Bankman-Fried went on to say that clients sometimes wire their money to Alameda somewhat than FTX. He additionally asserted that FTX’s system had double-counted that money, which might clarify the disparity in the numbers.

Bahamas penthouse
Sam Bankman-Fried and his mates ran FTX from a luxurious penthouse.
Seaside Real Estate/ Bahamas MLS

The discredited government didn’t totally clarify what occurred to the $8 billion in belongings lacking from the rudimentary steadiness sheet.

“I was real lazy about this mental math,” Bankman-Fried stated at one level in the interview.

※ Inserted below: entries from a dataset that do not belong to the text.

use clap::{Parser, Subcommand};
use eyre::{Context, Result};
use std::fs::File;
use std::io::{self, BufReader, IsTerminal, Write};
use std::path::PathBuf;
use todostore::config::{Config, ConfigOverrides};
use todostore::shell::Shell;

#[derive(Parser)]
#[command(name = "todostore")]
#[command(about = "TodoStore - in-memory todo list with an interactive shell")]
#[command(version = env!("GIT_DESCRIBE"))]
struct Cli {
    /// Path to a YAML config file (default: <config dir>/todostore/config.yaml)
    #[arg(short, long, global = true)]
    config: Option<PathBuf>,

    /// Log level: error, warn, info, debug or trace
    #[arg(long, global = true)]
    log_level: Option<String>,

    /// Disable colored output
    #[arg(long, global = true)]
    no_color: bool,

    #[command(subcommand)]
    command: Commands,
}

#[derive(Subcommand)]
enum Commands {
    /// Start an interactive session reading commands from stdin
    Shell,

    /// Run a command script, then print the task list
    Run {
        /// Script with one shell command per line
        script: PathBuf,
    },
}

fn main() -> Result<()> {
    let cli = Cli::parse();

    let config = Config::load(&ConfigOverrides {
        config_path: cli.config.clone(),
        log_level: cli.log_level.clone(),
        no_color: cli.no_color,
    })?;

    // Setup tracing
    tracing_subscriber::fmt()
        .with_max_level(config.log_level)
        .with_writer(io::stderr)
        .init();

    let stdout = io::stdout();
    let mut out = stdout.lock();

    match cli.command {
        Commands::Shell => {
            let stdin = io::stdin();
            let interactive = stdin.is_terminal();
            let mut shell = Shell::new(&config);
            if interactive {
                writeln!(out, "TodoStore shell - type `help` for commands")?;
            }
            shell.run(stdin.lock(), &mut out, interactive)?;
        }
        Commands::Run { script } => {
            let file = File::open(&script).with_context(|| format!("Failed to open script {}", script.display()))?;
            let mut shell = Shell::quiet(&config);
            shell.run(BufReader::new(file), &mut out, false)?;
            write!(out, "{}", shell.renderer().list(shell.store()))?;
        }
    }

    Ok(())
}
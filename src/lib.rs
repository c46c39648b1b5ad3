// TodoStore - In-memory todo list state with a terminal shell

pub mod command;
pub mod config;
pub mod error;
pub mod filter;
pub mod observer;
pub mod render;
pub mod shell;
pub mod store;
pub mod task;

// Re-export main types for convenience
pub use error::StoreError;
pub use filter::StatusFilter;
pub use observer::{Change, Snapshot, StoreObserver};
pub use store::{Counts, Mode, TaskListStore};
pub use task::{DraftField, Status, Task, TaskEntry, TaskId};
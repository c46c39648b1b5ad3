// Line-oriented presentation layer driving a TaskListStore

use crate::command::{self, Command};
use crate::config::Config;
use crate::observer::{Change, Snapshot};
use crate::render::{self, Renderer};
use crate::store::TaskListStore;
use eyre::Result;
use std::cell::RefCell;
use std::io::{BufRead, Write};
use std::rc::Rc;
use tracing::{debug, info, warn};

/// Whether the session continues after a command
#[derive(Debug, Clone, Copy, PartialEq, Eq)]
pub enum Flow {
    Continue,
    Quit,
}

/// Forwards parsed commands into the store and re-renders what changed
pub struct Shell {
    store: TaskListStore,
    renderer: Renderer,
    prompt: String,
    pending: Rc<RefCell<Vec<Change>>>,
    echo: bool,
}

impl Shell {
    /// Interactive session: state is re-rendered after every change
    pub fn new(config: &Config) -> Self {
        let mut store = TaskListStore::with_filter(config.default_filter);
        let pending = Rc::new(RefCell::new(Vec::new()));

        let sink = Rc::clone(&pending);
        store.subscribe(move |change: &Change, snapshot: &Snapshot| {
            debug!(revision = snapshot.revision, ?change, "shell: store changed");
            sink.borrow_mut().push(change.clone());
        });

        Self {
            store,
            renderer: Renderer::new(config.color),
            prompt: config.prompt.clone(),
            pending,
            echo: true,
        }
    }

    /// Script session: only explicit output commands and errors print
    pub fn quiet(config: &Config) -> Self {
        Self {
            echo: false,
            ..Self::new(config)
        }
    }

    pub fn store(&self) -> &TaskListStore {
        &self.store
    }

    pub fn renderer(&self) -> Renderer {
        self.renderer
    }

    /// Read commands until `quit` or end of input
    ///
    /// The prompt is only written when `interactive` is set. Bad commands and
    /// rejected indices are reported and the session continues.
    pub fn run<R: BufRead, W: Write>(&mut self, input: R, out: &mut W, interactive: bool) -> Result<()> {
        info!(interactive, "Shell session started");

        if interactive {
            write!(out, "{}", self.prompt)?;
            out.flush()?;
        }

        for (line_num, bytes) in input.split(b'\n').enumerate() {
            let line_num = line_num + 1;
            let mut bytes = bytes?;
            if bytes.last() == Some(&b'\r') {
                bytes.pop();
            }

            let flow = match String::from_utf8(bytes) {
                Ok(line) => self.execute_line(&line, line_num, out)?,
                Err(e) => {
                    warn!(line_num, error = %e, "run: skipping line that is not valid UTF-8");
                    write!(out, "{}", self.error_text(line_num, "invalid UTF-8"))?;
                    Flow::Continue
                }
            };
            if flow == Flow::Quit {
                break;
            }

            if interactive {
                write!(out, "{}", self.prompt)?;
                out.flush()?;
            }
        }

        info!(revision = self.store.revision(), "Shell session ended");
        Ok(())
    }

    /// Parse and execute one line of input
    pub fn execute_line<W: Write>(&mut self, line: &str, line_num: usize, out: &mut W) -> Result<Flow> {
        let command = match command::parse_line(line) {
            Ok(Some(command)) => command,
            Ok(None) => return Ok(Flow::Continue),
            Err(e) => {
                debug!(line_num, error = %e, "execute_line: parse failed");
                write!(out, "{}", self.error_text(line_num, &format!("{:#}", e)))?;
                return Ok(Flow::Continue);
            }
        };

        self.execute(command, line_num, out)
    }

    /// Execute one command against the store
    pub fn execute<W: Write>(&mut self, command: Command, line_num: usize, out: &mut W) -> Result<Flow> {
        let result = match command {
            Command::SetField(field, value) => {
                self.store.update_draft_field(field, value);
                Ok(())
            }
            Command::Submit => {
                self.store.submit_task();
                Ok(())
            }
            Command::Edit(index) => self.store.begin_edit(index),
            Command::Cancel => {
                self.store.cancel_edit();
                Ok(())
            }
            Command::SetStatus(index, status) => self.store.set_task_status(index, status),
            Command::Delete(index) => self.store.delete_task(index).map(|_| ()),
            Command::Filter(filter) => {
                self.store.set_status_filter(filter);
                Ok(())
            }
            Command::List => {
                write!(out, "{}", self.renderer.list(&self.store))?;
                Ok(())
            }
            Command::Draft => {
                write!(out, "{}", self.renderer.draft(&self.store))?;
                Ok(())
            }
            Command::Json => {
                writeln!(out, "{}", render::json(&self.store.snapshot())?)?;
                Ok(())
            }
            Command::Help => {
                writeln!(out, "{}", command::HELP)?;
                Ok(())
            }
            Command::Quit => return Ok(Flow::Quit),
        };

        if let Err(e) = result {
            write!(out, "{}", self.error_text(line_num, &e.to_string()))?;
        }

        self.flush_changes(out)?;
        Ok(Flow::Continue)
    }

    /// Re-render whatever the queued changes touched
    fn flush_changes<W: Write>(&mut self, out: &mut W) -> Result<()> {
        let changes: Vec<Change> = self.pending.borrow_mut().drain(..).collect();
        if !self.echo || changes.is_empty() {
            return Ok(());
        }

        if changes.iter().any(Change::touches_list) {
            write!(out, "{}", self.renderer.list(&self.store))?;
        }
        if changes.iter().any(Change::touches_draft) {
            write!(out, "{}", self.renderer.draft(&self.store))?;
        }
        Ok(())
    }

    fn error_text(&self, line_num: usize, message: &str) -> String {
        if self.echo {
            self.renderer.error(message)
        } else {
            self.renderer.error(&format!("line {}: {}", line_num, message))
        }
    }
}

Bloomberg additionally pressed Bankman-Fried to reply to criticism that he was pinning the blame for FTX’s collapse on Ellison and different subordinates.

Caroline Ellison
Caroline Ellison was CEO of Alameda Research.
Twitter / @carolinecapital

“I think the biggest failure was that it wasn’t entirely clear whose fault it was,” he replied.

FTX’s weak accounting practices below Bankman-Fried and his allies have drawn sharp criticism from the company’s new management in chapter court docket submitting.

New CEO John Ray III, who led Enron by way of its chapter, stated FTX’s accounting practices and company governance requirements have been the worst he’s ever seen. He additionally referred to as out lavish spending by Bankman-Fried and others, together with $300 million on luxurious actual property and expense requests that have been authorized with emojis.